◆ Instructions to follow
Locate each line in the records containing "rows". Copy it.

(Data records)
******************************

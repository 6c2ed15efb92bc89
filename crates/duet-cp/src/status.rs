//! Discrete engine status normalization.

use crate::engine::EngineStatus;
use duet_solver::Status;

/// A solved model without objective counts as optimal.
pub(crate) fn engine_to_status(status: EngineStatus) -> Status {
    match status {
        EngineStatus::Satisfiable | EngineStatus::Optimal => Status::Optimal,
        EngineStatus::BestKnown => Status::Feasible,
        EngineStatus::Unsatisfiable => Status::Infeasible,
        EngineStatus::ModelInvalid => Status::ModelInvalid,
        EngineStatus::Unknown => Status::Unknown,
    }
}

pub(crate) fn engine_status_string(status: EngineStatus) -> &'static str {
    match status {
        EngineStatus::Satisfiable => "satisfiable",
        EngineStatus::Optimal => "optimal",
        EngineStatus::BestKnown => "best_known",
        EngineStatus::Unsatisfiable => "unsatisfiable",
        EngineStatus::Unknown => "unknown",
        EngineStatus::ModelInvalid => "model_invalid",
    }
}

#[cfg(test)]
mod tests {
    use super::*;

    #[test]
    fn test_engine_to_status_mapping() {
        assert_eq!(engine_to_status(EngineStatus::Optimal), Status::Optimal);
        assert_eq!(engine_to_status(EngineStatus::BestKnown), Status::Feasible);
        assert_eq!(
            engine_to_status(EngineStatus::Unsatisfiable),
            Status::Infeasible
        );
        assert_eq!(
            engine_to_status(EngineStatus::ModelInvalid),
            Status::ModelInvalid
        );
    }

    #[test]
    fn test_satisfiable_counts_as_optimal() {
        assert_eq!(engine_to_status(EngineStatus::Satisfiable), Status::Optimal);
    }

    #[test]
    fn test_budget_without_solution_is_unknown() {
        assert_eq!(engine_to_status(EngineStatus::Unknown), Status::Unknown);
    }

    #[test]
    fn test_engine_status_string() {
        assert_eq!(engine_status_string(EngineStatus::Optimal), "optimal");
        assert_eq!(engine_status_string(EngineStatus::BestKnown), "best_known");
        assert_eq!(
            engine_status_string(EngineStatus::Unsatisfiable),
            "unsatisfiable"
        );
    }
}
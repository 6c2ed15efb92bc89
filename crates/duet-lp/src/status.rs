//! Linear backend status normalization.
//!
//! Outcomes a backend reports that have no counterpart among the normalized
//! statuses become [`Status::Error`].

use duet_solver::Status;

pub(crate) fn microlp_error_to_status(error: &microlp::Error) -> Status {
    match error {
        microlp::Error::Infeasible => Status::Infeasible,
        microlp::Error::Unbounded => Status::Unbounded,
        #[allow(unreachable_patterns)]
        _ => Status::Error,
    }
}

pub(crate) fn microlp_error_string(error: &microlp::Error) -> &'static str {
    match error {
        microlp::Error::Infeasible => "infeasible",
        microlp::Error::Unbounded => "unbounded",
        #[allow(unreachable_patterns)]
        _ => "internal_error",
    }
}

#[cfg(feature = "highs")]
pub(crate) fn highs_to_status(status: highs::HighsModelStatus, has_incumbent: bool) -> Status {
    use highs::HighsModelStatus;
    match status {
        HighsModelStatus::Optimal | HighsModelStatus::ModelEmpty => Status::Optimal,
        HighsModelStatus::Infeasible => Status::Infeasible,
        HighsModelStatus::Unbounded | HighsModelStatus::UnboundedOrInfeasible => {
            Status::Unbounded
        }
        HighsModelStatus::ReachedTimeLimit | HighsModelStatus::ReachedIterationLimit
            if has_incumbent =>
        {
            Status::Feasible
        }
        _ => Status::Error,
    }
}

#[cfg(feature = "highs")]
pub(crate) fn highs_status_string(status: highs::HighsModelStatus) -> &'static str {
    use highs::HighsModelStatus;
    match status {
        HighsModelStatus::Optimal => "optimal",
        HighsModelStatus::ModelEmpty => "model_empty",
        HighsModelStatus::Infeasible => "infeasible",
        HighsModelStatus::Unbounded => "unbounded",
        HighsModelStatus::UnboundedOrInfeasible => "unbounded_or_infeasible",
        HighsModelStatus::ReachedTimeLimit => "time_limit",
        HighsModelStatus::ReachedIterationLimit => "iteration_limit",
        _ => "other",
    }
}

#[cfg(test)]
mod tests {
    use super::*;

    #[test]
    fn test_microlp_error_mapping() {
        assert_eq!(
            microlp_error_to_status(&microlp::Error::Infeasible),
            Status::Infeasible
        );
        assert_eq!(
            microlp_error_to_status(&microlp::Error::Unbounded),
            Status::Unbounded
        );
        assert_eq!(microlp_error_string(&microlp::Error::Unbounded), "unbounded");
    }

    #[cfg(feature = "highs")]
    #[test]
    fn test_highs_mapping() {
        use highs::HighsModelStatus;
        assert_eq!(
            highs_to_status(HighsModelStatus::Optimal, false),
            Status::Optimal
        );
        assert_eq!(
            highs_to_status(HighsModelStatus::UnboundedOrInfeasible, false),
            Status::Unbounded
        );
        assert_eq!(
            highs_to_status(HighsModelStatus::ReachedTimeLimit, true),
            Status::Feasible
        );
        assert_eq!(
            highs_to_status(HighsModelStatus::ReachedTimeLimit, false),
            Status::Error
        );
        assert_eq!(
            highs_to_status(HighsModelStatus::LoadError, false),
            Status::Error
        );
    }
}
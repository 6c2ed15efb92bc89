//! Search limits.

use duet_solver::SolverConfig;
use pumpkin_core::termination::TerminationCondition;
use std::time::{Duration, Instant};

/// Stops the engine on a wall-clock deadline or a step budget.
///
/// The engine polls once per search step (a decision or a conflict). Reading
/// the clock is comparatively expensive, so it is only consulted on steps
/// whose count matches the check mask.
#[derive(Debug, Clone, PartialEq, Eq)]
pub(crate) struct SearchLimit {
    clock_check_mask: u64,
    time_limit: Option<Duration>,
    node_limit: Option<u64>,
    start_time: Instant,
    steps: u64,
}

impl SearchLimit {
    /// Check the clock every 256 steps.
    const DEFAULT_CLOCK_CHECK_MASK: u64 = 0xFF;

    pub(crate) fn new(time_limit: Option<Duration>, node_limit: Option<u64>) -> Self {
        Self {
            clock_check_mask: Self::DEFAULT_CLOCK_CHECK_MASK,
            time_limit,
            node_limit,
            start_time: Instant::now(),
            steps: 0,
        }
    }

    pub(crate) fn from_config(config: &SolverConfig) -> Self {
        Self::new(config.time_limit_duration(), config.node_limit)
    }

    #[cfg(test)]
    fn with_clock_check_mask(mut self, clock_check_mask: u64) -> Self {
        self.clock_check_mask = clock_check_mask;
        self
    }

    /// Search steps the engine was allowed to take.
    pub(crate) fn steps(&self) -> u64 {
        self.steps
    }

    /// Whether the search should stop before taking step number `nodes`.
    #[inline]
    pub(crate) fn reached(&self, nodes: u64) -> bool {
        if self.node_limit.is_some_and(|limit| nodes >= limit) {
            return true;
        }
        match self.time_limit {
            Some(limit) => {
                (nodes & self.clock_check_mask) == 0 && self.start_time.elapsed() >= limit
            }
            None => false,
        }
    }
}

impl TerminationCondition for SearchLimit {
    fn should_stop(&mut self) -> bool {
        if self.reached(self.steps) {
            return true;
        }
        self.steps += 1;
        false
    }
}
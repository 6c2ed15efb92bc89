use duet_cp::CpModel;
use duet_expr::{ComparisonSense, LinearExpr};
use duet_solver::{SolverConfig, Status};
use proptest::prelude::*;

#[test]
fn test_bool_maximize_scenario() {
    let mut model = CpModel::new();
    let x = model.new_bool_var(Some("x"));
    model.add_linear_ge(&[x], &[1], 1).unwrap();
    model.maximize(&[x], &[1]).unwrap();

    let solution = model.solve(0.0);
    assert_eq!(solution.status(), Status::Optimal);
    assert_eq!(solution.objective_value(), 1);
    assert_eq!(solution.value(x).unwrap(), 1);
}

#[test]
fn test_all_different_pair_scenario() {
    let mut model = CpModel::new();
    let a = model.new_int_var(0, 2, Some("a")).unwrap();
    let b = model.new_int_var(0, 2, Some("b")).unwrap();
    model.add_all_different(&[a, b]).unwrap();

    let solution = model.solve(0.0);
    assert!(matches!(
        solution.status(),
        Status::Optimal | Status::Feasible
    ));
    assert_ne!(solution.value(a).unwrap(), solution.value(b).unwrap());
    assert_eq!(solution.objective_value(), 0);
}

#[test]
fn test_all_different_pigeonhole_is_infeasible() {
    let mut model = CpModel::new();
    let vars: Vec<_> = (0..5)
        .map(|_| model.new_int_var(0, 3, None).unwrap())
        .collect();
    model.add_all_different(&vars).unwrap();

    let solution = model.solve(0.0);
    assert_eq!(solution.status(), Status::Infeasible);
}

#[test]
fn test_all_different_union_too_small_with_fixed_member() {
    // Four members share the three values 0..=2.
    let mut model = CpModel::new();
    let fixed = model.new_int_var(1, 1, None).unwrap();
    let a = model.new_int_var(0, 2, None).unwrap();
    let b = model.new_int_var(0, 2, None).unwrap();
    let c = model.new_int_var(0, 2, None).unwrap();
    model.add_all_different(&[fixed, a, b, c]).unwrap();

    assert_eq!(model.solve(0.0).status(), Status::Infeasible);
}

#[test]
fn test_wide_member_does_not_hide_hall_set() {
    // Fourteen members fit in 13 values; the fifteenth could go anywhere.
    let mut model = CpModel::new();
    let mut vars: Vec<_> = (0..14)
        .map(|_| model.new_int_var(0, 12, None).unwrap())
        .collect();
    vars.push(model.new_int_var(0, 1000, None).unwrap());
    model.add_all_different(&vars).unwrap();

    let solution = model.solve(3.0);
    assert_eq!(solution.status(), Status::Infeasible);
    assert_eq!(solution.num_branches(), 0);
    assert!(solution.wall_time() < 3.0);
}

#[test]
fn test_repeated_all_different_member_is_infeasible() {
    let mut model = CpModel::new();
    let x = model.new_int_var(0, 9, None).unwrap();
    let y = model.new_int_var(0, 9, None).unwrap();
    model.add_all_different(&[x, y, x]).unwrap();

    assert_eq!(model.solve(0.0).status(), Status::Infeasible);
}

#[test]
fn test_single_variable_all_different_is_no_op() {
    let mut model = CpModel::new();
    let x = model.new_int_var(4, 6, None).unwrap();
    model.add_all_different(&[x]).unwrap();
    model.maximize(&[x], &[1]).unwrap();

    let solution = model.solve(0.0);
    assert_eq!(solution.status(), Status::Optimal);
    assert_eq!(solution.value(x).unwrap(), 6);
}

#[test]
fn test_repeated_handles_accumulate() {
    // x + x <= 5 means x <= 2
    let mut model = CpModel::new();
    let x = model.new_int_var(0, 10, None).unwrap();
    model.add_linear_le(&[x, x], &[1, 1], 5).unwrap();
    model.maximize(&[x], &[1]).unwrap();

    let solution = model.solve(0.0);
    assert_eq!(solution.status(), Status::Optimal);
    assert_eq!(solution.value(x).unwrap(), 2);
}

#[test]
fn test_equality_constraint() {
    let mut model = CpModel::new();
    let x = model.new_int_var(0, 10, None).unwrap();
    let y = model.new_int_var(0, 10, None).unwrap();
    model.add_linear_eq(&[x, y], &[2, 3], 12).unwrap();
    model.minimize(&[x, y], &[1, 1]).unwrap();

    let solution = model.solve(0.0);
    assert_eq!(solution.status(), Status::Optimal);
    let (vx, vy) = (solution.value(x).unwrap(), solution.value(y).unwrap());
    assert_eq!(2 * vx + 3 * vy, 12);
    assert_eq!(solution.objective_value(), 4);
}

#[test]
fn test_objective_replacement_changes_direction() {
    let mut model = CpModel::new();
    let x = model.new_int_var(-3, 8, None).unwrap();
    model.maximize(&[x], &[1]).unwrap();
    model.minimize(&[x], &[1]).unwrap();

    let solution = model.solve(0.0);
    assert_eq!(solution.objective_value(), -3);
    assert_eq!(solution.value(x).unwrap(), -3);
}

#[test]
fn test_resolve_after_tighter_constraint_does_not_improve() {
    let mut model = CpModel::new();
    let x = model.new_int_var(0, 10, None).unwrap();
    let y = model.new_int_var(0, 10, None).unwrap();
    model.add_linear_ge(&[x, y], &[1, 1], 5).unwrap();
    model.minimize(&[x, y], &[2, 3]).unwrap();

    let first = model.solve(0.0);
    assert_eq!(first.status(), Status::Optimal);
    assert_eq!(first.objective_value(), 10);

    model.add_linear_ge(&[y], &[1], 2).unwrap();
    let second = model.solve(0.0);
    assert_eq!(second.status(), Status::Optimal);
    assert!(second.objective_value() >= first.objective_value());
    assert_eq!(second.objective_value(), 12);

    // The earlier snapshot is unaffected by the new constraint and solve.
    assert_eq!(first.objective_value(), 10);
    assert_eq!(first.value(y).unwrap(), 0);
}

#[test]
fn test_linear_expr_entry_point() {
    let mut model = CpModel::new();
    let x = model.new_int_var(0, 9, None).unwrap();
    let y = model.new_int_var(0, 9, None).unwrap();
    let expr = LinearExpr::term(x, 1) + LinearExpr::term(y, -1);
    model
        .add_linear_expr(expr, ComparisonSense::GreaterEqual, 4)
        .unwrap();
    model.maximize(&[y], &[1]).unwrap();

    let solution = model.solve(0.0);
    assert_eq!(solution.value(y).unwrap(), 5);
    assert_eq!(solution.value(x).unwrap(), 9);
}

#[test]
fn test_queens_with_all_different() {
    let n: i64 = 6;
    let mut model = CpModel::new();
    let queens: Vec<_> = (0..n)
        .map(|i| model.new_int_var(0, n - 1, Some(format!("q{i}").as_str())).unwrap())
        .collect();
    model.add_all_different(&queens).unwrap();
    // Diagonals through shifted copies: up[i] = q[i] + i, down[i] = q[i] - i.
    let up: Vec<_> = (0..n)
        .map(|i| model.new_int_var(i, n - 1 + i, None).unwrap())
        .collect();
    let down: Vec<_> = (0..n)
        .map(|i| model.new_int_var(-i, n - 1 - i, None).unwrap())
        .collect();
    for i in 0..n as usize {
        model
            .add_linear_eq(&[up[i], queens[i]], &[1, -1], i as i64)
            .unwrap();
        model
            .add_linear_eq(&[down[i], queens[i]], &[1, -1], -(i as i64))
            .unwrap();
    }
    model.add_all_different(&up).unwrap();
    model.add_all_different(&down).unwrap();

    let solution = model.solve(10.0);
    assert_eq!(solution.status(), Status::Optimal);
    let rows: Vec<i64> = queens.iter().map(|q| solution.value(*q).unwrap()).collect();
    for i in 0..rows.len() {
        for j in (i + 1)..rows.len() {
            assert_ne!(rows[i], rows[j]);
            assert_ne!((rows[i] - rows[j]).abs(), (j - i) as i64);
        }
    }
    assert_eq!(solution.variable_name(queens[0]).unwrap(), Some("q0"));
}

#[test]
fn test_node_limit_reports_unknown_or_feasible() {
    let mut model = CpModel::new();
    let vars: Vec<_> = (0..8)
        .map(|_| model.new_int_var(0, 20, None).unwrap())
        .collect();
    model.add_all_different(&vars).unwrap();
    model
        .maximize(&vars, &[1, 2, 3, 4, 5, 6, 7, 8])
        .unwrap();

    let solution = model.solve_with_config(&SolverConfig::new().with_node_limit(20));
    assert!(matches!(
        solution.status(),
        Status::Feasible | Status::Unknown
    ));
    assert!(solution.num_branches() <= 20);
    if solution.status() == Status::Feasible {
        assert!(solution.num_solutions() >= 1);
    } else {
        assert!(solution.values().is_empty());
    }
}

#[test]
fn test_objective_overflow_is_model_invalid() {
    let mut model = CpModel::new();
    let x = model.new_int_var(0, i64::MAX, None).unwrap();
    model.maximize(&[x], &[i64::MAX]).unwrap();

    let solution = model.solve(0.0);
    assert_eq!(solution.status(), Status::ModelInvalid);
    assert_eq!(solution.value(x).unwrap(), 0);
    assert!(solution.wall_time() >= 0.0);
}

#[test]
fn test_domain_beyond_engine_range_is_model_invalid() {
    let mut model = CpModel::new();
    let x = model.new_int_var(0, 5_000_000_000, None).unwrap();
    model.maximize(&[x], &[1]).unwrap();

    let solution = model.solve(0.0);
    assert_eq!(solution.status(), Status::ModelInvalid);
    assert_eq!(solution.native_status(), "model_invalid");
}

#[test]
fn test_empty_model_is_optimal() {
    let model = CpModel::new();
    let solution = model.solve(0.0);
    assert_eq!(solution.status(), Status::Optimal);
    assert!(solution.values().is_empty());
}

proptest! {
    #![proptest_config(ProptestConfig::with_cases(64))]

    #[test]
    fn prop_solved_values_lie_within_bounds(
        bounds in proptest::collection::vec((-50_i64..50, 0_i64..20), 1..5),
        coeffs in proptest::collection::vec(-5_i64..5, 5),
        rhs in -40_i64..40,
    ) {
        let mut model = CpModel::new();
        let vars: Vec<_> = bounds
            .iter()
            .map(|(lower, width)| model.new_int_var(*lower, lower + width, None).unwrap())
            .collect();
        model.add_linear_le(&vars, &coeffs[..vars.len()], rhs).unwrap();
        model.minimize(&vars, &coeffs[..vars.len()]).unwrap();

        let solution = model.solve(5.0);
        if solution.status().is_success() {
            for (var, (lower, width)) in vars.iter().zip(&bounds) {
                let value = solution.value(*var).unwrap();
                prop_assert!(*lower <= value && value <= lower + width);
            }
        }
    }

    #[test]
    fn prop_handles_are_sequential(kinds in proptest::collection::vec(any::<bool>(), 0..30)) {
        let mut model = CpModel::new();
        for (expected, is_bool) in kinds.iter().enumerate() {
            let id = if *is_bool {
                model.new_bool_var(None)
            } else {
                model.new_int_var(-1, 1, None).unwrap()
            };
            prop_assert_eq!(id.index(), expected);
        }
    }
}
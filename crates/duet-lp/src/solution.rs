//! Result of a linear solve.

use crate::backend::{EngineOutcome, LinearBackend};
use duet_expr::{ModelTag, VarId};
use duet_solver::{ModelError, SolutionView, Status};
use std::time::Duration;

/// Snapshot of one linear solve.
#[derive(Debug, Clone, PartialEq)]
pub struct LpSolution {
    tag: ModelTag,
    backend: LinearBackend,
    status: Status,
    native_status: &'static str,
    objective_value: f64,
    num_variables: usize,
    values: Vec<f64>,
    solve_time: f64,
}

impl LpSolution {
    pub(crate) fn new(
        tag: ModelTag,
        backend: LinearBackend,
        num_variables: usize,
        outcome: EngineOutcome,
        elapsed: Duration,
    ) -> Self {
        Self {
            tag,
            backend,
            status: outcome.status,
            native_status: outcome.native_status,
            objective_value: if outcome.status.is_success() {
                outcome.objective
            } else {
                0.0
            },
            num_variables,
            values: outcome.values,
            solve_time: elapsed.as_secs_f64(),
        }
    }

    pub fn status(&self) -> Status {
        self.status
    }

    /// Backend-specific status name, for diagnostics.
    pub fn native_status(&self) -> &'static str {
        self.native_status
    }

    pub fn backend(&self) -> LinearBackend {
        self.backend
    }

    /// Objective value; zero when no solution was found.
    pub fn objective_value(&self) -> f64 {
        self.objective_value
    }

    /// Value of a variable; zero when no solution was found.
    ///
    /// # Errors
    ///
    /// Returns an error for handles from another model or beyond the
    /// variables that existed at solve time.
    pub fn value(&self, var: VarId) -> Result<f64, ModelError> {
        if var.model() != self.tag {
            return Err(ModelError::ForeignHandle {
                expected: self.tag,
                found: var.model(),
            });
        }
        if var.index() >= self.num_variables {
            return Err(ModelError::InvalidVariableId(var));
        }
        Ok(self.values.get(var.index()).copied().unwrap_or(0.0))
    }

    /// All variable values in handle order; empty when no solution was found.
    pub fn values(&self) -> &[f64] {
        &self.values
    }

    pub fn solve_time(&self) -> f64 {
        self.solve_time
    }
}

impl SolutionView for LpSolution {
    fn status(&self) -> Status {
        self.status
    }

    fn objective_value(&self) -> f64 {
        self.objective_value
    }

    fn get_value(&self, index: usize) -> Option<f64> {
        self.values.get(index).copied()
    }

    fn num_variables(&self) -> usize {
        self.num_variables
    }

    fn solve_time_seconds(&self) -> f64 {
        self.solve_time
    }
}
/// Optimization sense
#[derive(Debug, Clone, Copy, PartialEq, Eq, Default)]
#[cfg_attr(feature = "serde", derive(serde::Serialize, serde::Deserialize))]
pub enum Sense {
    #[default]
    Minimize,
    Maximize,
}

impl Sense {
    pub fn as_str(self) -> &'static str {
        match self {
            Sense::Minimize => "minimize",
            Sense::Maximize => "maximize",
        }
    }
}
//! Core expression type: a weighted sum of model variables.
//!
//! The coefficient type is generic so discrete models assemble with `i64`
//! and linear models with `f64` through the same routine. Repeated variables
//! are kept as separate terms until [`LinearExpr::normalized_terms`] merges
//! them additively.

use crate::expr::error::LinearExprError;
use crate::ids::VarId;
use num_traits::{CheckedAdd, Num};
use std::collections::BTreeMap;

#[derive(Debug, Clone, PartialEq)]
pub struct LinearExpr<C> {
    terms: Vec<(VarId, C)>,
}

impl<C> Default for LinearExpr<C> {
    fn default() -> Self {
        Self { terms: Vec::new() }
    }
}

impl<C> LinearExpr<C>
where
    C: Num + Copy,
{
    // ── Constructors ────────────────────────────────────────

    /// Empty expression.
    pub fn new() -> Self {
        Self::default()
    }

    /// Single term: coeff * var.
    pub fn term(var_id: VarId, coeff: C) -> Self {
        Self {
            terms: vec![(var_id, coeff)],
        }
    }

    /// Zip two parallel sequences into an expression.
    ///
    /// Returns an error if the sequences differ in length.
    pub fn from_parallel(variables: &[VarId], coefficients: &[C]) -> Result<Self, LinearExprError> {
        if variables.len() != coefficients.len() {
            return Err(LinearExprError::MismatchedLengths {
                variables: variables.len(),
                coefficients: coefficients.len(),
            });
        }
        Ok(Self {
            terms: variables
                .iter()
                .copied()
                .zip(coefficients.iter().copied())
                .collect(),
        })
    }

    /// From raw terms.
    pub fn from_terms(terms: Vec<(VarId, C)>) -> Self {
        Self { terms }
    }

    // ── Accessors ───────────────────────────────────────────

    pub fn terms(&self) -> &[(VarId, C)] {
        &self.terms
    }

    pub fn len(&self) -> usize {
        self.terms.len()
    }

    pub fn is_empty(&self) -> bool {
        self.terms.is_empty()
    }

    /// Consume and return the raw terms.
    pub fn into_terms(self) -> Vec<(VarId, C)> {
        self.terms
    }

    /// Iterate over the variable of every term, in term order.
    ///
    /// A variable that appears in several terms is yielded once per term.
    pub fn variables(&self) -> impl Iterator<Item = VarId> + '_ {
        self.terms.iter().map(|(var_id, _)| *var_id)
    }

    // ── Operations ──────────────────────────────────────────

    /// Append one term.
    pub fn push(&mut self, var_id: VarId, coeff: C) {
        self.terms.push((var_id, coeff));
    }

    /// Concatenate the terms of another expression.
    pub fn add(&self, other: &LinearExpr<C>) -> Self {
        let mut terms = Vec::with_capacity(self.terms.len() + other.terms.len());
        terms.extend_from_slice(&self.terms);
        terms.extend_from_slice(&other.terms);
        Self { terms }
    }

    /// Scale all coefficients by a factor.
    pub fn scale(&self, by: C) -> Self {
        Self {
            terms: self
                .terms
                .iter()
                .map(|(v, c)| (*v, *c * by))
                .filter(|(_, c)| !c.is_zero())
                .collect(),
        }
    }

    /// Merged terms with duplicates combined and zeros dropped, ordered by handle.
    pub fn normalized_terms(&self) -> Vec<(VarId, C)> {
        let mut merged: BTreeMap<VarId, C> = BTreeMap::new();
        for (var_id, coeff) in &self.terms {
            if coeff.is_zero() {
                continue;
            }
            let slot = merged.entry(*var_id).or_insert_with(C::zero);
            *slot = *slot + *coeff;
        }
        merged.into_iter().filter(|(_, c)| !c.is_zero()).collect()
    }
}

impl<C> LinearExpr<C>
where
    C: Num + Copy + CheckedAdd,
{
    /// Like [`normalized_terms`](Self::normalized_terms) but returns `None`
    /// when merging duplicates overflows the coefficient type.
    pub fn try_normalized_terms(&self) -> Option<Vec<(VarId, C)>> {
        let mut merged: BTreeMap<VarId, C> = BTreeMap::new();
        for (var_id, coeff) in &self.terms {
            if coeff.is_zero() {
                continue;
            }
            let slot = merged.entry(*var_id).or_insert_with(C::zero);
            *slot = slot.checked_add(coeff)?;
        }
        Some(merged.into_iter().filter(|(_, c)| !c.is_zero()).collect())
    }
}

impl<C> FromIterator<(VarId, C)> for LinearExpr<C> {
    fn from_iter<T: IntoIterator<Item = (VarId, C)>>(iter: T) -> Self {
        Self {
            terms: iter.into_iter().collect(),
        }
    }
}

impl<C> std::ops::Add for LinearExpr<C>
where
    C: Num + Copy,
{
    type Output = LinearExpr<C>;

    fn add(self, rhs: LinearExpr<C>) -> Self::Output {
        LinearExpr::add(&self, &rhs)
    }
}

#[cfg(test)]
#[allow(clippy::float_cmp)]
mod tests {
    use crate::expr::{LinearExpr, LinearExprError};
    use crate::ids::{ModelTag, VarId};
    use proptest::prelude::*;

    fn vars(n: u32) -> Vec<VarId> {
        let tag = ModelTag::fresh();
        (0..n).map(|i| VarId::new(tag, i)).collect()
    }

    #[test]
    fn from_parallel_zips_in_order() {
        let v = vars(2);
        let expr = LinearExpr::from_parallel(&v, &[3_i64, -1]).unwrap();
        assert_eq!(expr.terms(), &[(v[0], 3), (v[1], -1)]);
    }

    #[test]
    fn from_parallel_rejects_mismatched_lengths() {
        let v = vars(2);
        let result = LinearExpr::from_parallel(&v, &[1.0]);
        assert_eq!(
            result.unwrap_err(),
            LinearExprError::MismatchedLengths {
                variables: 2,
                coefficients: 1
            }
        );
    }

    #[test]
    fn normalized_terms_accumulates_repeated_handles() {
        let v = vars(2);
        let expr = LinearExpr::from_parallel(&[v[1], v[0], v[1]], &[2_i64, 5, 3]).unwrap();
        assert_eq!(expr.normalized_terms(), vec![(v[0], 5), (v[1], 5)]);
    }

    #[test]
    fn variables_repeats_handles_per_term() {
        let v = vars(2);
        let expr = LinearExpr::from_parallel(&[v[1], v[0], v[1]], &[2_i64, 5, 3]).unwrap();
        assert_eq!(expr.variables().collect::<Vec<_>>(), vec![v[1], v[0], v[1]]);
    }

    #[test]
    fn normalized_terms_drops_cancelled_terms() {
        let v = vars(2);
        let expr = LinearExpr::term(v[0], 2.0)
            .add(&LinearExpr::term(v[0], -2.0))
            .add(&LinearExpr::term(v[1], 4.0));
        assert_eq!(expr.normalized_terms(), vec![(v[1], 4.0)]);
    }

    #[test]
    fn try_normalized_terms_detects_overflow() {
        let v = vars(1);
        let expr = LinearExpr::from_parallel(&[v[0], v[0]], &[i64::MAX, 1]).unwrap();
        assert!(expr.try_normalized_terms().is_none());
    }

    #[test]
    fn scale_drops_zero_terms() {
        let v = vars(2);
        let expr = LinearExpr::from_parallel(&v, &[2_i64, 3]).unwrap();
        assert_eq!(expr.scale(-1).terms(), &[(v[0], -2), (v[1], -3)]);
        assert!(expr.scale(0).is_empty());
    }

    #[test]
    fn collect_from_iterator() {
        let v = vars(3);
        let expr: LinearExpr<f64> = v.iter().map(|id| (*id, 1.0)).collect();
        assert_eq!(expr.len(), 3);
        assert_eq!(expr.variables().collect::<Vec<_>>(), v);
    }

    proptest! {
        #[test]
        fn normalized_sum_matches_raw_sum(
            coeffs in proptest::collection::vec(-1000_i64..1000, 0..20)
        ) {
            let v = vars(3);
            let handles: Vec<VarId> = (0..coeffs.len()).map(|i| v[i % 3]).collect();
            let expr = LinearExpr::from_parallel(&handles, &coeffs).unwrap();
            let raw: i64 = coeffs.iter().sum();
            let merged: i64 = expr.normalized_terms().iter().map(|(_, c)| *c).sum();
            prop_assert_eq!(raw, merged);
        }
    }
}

******************************

◆ Worked solution
    let rows: Vec<i64> = queens.iter().map(|q| solution.value(*q).unwrap()).collect();
    for i in 0..rows.len() {
        for j in (i + 1)..rows.len() {
            assert_ne!(rows[i], rows[j]);
            assert_ne!((rows[i] - rows[j]).abs(), (j - i) as i64);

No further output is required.